Integrate 3-DES with web server - System Architecture

Chapter 3 System Architecture

3.3. Integrate 3-DES with web server

To analysis the efficiency of 3-DES encryption and decryption, we construct a website that offers 3-DES encryption and decryption service. The website is used for ensuring internal security. All data stored in the website is encrypted. While users want to download the data form website, the website will immediately decode the encryption data and send the result to users. On the other hand, when a user wants to upload a file to web server, the website will encode the file first and then put the cipher text into web server.

In Fig. 3-5, it is conspicuous to realize how this data server works. After the user upload a file to server, the website will refresh the download page and list a new cyber link to the new upload file. That is because we want to test the 3-DES speed up performance through the environment of integrating 3-DES with web service. In traditional 3-DES encryption and decryption, the efficiency is too low to tolerate. After we implement 3-DES in CUDA programming, the 3-DES encryption and decryption become fast enough for general purpose.

Moreover, users would not know that web server do the 3-DES decryption when they push the download button.

Fig. 3-5 New Web service architecture

Unfortunately we run into many troubles in implement the whole environment.

The most important trouble is the security problem. While a user tries to download a file from this server, the CPU in the web server would send a signal to call DMA for moving data form host memory to device memory ideally in our theory. But it is not working actually. Final we find out that there is some security measures for avoiding any unsuitable access to host computer.
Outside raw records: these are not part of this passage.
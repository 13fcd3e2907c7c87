//! Automation host interface.
//!
//! The splitter never talks to a word processor directly. Everything it needs
//! from the host goes through [`AutomationHost`], and new host processes are
//! obtained from a [`HostFactory`]. Values that come back from the host in
//! loosely typed shapes are normalized here, at the boundary:
//!
//! ```text
//! host call ──► HostValue ──► Position / bool ──► core
//!               AnchorRecord ─┘
//! ```
//!
//! [`memory::MemoryHost`] is a complete in-process implementation used by the
//! CLI and the tests. A native automation backend plugs in by implementing the
//! two traits.

pub mod memory;

use crate::error::{Error, Result};
use crate::position::Position;
use indexmap::IndexMap;
use serde::{Deserialize, Serialize};
use std::fmt;
use std::path::Path;
use std::str::FromStr;

/// Failure reported by the host itself.
#[derive(Debug, Clone, PartialEq, Eq)]
pub struct HostError(pub String);

impl HostError {
    /// Create a host error from a message.
    pub fn new(message: impl Into<String>) -> Self {
        Self(message.into())
    }
}

impl fmt::Display for HostError {
    fn fmt(&self, f: &mut fmt::Formatter<'_>) -> fmt::Result {
        f.write_str(&self.0)
    }
}

impl std::error::Error for HostError {}

/// Result of a raw host call.
pub type HostResult<T> = std::result::Result<T, HostError>;

/// Opaque identifier of a control object in the host's control chain.
pub type ControlId = u64;

/// Loosely typed value as returned by host calls.
///
/// Some host calls return a bare value, others wrap it in a tuple. Use the
/// accessors instead of matching on the shape.
#[derive(Debug, Clone, PartialEq)]
pub enum HostValue {
    /// No value
    Empty,
    /// Boolean verdict
    Bool(bool),
    /// Integer scalar
    Int(i64),
    /// Text
    Text(String),
    /// Tuple of values
    Tuple(Vec<HostValue>),
}

impl HostValue {
    /// Interpret the value as a success verdict.
    ///
    /// A tuple's verdict is its first element.
    pub fn truthy(&self) -> bool {
        match self {
            HostValue::Empty => false,
            HostValue::Bool(b) => *b,
            HostValue::Int(i) => *i != 0,
            HostValue::Text(s) => !s.is_empty(),
            HostValue::Tuple(items) => items.first().is_some_and(HostValue::truthy),
        }
    }

    /// Interpret the value as an integer, unwrapping single-element tuples.
    pub fn as_int(&self) -> Option<i64> {
        match self {
            HostValue::Int(i) => Some(*i),
            HostValue::Bool(b) => Some(i64::from(*b)),
            HostValue::Text(s) => s.trim().parse().ok(),
            HostValue::Tuple(items) if items.len() == 1 => items[0].as_int(),
            _ => None,
        }
    }

    /// Interpret the value as a `(container, block, offset)` triple.
    ///
    /// Accepts a flat 3-tuple, or a tuple whose single element is one.
    pub fn to_position(&self) -> Result<Position> {
        match self {
            HostValue::Tuple(items) if items.len() == 3 => {
                let c = component(&items[0], "container")?;
                let b = component(&items[1], "block")?;
                let o = component(&items[2], "offset")?;
                Ok(Position::new(c, b, o))
            },
            HostValue::Tuple(items) if items.len() == 1 => items[0].to_position(),
            other => Err(Error::Host(HostError::new(format!(
                "expected a position triple, got {:?}",
                other
            )))),
        }
    }
}

impl From<bool> for HostValue {
    fn from(b: bool) -> Self {
        HostValue::Bool(b)
    }
}

impl From<Position> for HostValue {
    fn from(p: Position) -> Self {
        HostValue::Tuple(vec![
            HostValue::Int(i64::from(p.container)),
            HostValue::Int(i64::from(p.block)),
            HostValue::Int(i64::from(p.offset)),
        ])
    }
}

fn component(value: &HostValue, name: &str) -> Result<u32> {
    value
        .as_int()
        .and_then(|i| u32::try_from(i).ok())
        .ok_or_else(|| Error::Host(HostError::new(format!("invalid {} component: {:?}", name, value))))
}

/// Key-value record returned by a marker's anchor-position query.
#[derive(Debug, Clone, Default, PartialEq)]
pub struct AnchorRecord {
    fields: IndexMap<String, HostValue>,
}

impl AnchorRecord {
    /// Key holding the container index.
    pub const CONTAINER_KEY: &'static str = "List";
    /// Key holding the paragraph index.
    pub const BLOCK_KEY: &'static str = "Para";
    /// Key holding the character offset.
    pub const OFFSET_KEY: &'static str = "Pos";

    /// Create an empty record.
    pub fn new() -> Self {
        Self::default()
    }

    /// Record holding the three anchor keys for `pos`.
    pub fn for_position(pos: Position) -> Self {
        Self::new()
            .with(Self::CONTAINER_KEY, HostValue::Int(i64::from(pos.container)))
            .with(Self::BLOCK_KEY, HostValue::Int(i64::from(pos.block)))
            .with(Self::OFFSET_KEY, HostValue::Int(i64::from(pos.offset)))
    }

    /// Add or replace a field.
    pub fn with(mut self, key: impl Into<String>, value: HostValue) -> Self {
        self.fields.insert(key.into(), value);
        self
    }

    /// Look up a field.
    pub fn get(&self, key: &str) -> Option<&HostValue> {
        self.fields.get(key)
    }

    /// Convert into a typed position, rejecting missing or malformed keys.
    pub fn to_position(&self) -> std::result::Result<Position, String> {
        let field = |key: &str| -> std::result::Result<u32, String> {
            let value = self.get(key).ok_or_else(|| format!("missing key '{}'", key))?;
            value
                .as_int()
                .and_then(|i| u32::try_from(i).ok())
                .ok_or_else(|| format!("key '{}' is not a non-negative integer: {:?}", key, value))
        };
        Ok(Position::new(
            field(Self::CONTAINER_KEY)?,
            field(Self::BLOCK_KEY)?,
            field(Self::OFFSET_KEY)?,
        ))
    }
}

/// Native document format tag understood by the host's open/save calls.
#[derive(Debug, Clone, Copy, PartialEq, Eq, Hash, Default, Serialize, Deserialize)]
#[serde(rename_all = "UPPERCASE")]
pub enum DocumentFormat {
    /// Native binary format
    #[default]
    Hwp,
    /// Native XML-based format
    Hwpx,
    /// HTML export
    Html,
    /// Plain text export
    Text,
    /// Rich text export
    Rtf,
}

impl DocumentFormat {
    /// Tag passed to the host.
    pub fn tag(&self) -> &'static str {
        match self {
            DocumentFormat::Hwp => "HWP",
            DocumentFormat::Hwpx => "HWPX",
            DocumentFormat::Html => "HTML",
            DocumentFormat::Text => "TEXT",
            DocumentFormat::Rtf => "RTF",
        }
    }

    /// Conventional file extension (without dot).
    pub fn extension(&self) -> &'static str {
        match self {
            DocumentFormat::Hwp => "hwp",
            DocumentFormat::Hwpx => "hwpx",
            DocumentFormat::Html => "html",
            DocumentFormat::Text => "txt",
            DocumentFormat::Rtf => "rtf",
        }
    }
}

impl FromStr for DocumentFormat {
    type Err = Error;

    fn from_str(s: &str) -> Result<Self> {
        match s.to_ascii_uppercase().as_str() {
            "HWP" => Ok(DocumentFormat::Hwp),
            "HWPX" => Ok(DocumentFormat::Hwpx),
            "HTML" | "HTM" => Ok(DocumentFormat::Html),
            "TEXT" | "TXT" => Ok(DocumentFormat::Text),
            "RTF" => Ok(DocumentFormat::Rtf),
            _ => Err(Error::InvalidFormat(s.to_string())),
        }
    }
}

impl fmt::Display for DocumentFormat {
    fn fmt(&self, f: &mut fmt::Formatter<'_>) -> fmt::Result {
        f.write_str(self.tag())
    }
}

/// Flags passed to the host's open call.
#[derive(Debug, Clone, Copy, PartialEq, Eq)]
pub struct OpenFlags {
    /// Open without modal prompts
    pub force_open: bool,
    /// Open read/write even when a stale lock file exists
    pub lock_override: bool,
    /// Skip password prompts
    pub suspend_password: bool,
}

impl Default for OpenFlags {
    fn default() -> Self {
        Self {
            force_open: true,
            lock_override: true,
            suspend_password: true,
        }
    }
}

impl OpenFlags {
    /// Render as the host's `key:value;key:value` flag string.
    pub fn to_flag_string(&self) -> String {
        let mut parts = vec![format!("forceopen:{}", self.force_open)];
        if self.lock_override {
            // The host checks for "lock:false" to ignore an existing lock file
            parts.push("lock:false".to_string());
        }
        parts.push(format!("suspendpassword:{}", self.suspend_password));
        parts.join(";")
    }
}

impl fmt::Display for OpenFlags {
    fn fmt(&self, f: &mut fmt::Formatter<'_>) -> fmt::Result {
        f.write_str(&self.to_flag_string())
    }
}

/// Live handle to one document-processor process.
///
/// The host keeps implicit cursor and selection state between calls; the
/// splitter only touches it through a [`crate::session::Session`].
pub trait AutomationHost: Send {
    /// Register a capability/safety module with the host.
    fn register_module(&mut self, kind: &str, name: &str) -> HostResult<HostValue>;

    /// Show or hide the host window.
    fn set_visible(&mut self, visible: bool) -> HostResult<()>;

    /// Open a document.
    fn open(&mut self, path: &Path, format: &str, flags: &str) -> HostResult<HostValue>;

    /// Close the open document, discarding changes.
    fn close_document(&mut self) -> HostResult<()>;

    /// Terminate the host process.
    fn quit(&mut self) -> HostResult<()>;

    /// Move the cursor to the start of the document.
    fn move_doc_begin(&mut self) -> HostResult<()>;

    /// Move the cursor to the end of the document.
    fn move_doc_end(&mut self) -> HostResult<()>;

    /// Current cursor position, usually a `(list, para, pos)` tuple.
    fn get_pos(&mut self) -> HostResult<HostValue>;

    /// Move the cursor.
    fn set_pos(&mut self, container: u32, block: u32, offset: u32) -> HostResult<HostValue>;

    /// Start a selection anchored at the cursor.
    fn begin_selection(&mut self) -> HostResult<()>;

    /// Move the active end of the selection.
    fn extend_selection(&mut self, container: u32, block: u32, offset: u32) -> HostResult<HostValue>;

    /// Save the current selection as a new document.
    fn save_selection(&mut self, path: &Path, format: &str, attributes: &str) -> HostResult<HostValue>;

    /// Head of the control chain, if any.
    fn head_control(&mut self) -> HostResult<Option<ControlId>>;

    /// Control kind tag (e.g. `"en"` for endnotes).
    fn control_kind(&mut self, id: ControlId) -> HostResult<String>;

    /// Next control in the chain.
    fn next_control(&mut self, id: ControlId) -> HostResult<Option<ControlId>>;

    /// Anchor position of a control.
    fn anchor_position(&mut self, id: ControlId) -> HostResult<AnchorRecord>;
}

/// Starts new host processes.
pub trait HostFactory: Send + Sync {
    /// Launch a fresh host process.
    fn launch(&self) -> HostResult<Box<dyn AutomationHost>>;
}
In other hand, the host computer would not accept the GPU access request that is sent from apache server. We will discuss how we solve this problem in next chapter.

Chapter 4 Experimental Results and Analysis

In this chapter we will discuss our implement methods in detail. Based on the framework we talked in chapter three, we would introduce that how we construct each of these components. Therefore, since that there are too much components in our architecture, we just introduce the important or particular design in our implementation and some exceptional troubles programmers may face.

4.1. 3-DES implementation in GPU

4.1.1. Move data from CPU to GPU

The First step of DES encryption and decryption is moving plaintexts or cipher texts from host to device. Host means CPU and device means graphic card. First, the host will instruct the device to malloc same size of data in GPU memory. Second, the host would send data from host memory to device memory with DMA. Finally GPU receive the data, the host can further call GPU to do computing on shaders.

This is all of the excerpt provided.